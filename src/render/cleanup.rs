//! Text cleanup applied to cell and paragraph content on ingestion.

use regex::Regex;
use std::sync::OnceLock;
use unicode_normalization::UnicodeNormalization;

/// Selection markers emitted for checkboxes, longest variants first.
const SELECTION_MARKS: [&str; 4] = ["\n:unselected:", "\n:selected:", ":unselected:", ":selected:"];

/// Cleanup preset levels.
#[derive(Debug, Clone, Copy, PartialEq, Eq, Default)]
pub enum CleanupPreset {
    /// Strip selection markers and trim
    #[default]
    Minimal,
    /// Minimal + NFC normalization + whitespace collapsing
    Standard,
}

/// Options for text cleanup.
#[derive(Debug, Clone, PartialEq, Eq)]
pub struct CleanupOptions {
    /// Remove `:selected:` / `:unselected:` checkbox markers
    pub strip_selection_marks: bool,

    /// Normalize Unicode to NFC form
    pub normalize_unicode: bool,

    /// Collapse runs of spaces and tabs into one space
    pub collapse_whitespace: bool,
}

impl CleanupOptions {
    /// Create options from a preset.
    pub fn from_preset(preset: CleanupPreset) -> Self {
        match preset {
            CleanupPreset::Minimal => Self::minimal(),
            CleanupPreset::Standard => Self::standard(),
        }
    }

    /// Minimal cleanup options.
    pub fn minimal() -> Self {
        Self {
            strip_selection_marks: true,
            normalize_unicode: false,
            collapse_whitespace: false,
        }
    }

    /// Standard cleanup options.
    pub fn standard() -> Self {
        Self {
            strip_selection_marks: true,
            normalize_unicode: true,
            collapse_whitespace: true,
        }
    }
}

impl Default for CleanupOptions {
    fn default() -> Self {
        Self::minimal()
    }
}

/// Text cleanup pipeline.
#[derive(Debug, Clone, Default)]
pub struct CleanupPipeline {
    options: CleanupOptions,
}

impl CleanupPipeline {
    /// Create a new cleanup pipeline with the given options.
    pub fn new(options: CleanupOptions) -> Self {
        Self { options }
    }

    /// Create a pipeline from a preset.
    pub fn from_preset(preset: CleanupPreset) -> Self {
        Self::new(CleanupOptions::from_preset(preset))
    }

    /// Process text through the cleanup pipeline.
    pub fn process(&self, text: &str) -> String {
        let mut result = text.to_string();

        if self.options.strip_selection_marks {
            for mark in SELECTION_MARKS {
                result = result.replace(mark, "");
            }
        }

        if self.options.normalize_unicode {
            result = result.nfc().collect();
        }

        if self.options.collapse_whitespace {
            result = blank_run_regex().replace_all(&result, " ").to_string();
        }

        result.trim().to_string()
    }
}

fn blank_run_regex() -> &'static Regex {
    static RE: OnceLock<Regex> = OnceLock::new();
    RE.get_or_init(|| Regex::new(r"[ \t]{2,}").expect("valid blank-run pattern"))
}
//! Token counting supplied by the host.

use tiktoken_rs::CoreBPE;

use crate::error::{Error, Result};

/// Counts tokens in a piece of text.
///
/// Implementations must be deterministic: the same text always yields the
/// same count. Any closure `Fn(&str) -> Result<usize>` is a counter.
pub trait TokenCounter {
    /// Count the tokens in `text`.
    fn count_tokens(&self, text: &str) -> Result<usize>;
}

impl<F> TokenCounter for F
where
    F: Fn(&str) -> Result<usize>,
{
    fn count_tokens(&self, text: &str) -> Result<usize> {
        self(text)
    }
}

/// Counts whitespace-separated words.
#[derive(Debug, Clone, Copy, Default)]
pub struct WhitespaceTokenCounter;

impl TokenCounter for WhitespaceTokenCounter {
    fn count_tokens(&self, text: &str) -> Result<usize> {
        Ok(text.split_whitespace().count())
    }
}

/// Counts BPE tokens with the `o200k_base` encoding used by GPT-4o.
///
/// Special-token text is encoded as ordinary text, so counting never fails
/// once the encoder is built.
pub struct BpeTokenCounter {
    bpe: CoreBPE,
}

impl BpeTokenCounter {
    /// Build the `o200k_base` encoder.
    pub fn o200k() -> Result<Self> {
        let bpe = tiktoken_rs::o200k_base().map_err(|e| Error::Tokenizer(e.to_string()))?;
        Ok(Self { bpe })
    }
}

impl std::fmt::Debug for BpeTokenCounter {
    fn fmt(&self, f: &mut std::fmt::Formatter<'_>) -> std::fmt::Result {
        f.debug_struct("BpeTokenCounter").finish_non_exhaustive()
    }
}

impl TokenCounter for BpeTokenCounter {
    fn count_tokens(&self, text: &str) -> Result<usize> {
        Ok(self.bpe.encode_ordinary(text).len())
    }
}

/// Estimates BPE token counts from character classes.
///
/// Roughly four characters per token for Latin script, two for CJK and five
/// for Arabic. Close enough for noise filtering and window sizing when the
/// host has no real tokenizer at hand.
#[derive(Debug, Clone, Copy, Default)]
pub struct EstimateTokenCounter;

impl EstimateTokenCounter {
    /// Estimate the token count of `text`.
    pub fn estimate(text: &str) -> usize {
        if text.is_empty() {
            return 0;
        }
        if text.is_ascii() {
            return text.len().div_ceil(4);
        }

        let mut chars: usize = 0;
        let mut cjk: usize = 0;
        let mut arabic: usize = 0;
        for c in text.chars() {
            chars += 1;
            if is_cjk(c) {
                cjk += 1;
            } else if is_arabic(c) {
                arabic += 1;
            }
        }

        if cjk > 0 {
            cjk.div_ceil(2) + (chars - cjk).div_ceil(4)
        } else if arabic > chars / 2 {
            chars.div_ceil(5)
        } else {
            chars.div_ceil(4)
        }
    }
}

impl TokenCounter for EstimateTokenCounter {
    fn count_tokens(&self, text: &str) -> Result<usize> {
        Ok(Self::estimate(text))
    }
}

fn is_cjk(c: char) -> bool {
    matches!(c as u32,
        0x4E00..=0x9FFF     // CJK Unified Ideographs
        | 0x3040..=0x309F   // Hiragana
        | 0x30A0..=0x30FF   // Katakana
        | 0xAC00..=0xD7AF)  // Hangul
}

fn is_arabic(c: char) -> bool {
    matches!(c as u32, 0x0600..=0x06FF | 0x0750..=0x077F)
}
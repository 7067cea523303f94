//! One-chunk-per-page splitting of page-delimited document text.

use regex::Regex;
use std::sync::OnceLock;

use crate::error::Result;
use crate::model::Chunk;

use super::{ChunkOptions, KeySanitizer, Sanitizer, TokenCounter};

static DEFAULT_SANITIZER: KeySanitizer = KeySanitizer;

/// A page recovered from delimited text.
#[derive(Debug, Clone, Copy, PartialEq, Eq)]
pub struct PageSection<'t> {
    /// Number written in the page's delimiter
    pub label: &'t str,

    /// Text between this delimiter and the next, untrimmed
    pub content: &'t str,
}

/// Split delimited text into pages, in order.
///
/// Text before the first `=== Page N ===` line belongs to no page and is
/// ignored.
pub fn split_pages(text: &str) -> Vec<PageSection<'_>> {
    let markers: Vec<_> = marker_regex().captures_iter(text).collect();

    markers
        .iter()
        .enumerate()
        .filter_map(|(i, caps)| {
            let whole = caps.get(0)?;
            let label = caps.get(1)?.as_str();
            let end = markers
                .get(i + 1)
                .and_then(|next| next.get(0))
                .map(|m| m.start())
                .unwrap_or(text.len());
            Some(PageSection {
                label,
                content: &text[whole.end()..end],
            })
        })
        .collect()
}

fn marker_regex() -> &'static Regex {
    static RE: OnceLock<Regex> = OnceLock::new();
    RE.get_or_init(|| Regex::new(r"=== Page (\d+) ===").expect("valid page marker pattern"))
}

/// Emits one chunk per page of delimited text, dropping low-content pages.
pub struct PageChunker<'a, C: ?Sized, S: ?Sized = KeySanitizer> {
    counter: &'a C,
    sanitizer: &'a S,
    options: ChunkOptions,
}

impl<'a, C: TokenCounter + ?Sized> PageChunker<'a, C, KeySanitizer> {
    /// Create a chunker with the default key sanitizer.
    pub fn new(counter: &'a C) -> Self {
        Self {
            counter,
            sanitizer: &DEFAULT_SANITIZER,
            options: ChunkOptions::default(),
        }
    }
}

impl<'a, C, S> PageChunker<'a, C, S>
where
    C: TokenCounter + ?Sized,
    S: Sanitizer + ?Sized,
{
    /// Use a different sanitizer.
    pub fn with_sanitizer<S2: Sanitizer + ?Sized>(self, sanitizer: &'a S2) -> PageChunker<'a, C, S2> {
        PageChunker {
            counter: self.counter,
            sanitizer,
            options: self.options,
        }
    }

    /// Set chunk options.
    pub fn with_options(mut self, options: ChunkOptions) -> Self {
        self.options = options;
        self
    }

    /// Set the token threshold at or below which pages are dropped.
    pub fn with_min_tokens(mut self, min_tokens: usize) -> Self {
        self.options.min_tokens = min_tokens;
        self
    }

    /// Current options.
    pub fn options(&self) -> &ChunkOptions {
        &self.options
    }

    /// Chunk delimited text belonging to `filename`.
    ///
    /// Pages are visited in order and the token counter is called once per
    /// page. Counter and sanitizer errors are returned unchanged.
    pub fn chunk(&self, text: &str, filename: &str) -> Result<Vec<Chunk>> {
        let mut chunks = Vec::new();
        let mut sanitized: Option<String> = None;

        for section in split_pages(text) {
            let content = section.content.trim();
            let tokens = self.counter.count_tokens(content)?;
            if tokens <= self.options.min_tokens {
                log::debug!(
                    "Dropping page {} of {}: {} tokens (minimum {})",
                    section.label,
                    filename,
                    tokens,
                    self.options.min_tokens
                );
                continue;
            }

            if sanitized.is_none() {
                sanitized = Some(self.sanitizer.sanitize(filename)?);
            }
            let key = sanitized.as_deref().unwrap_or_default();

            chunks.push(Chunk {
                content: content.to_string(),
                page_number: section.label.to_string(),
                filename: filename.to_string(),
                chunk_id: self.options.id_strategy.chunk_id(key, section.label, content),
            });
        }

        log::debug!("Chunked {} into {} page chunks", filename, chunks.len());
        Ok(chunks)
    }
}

### PROBLEM TO SOLVE
Using the records above, find the number of lines that contain the string "host", and give that number without further comment.

### RESPONSE TO THIS EXERCISE
2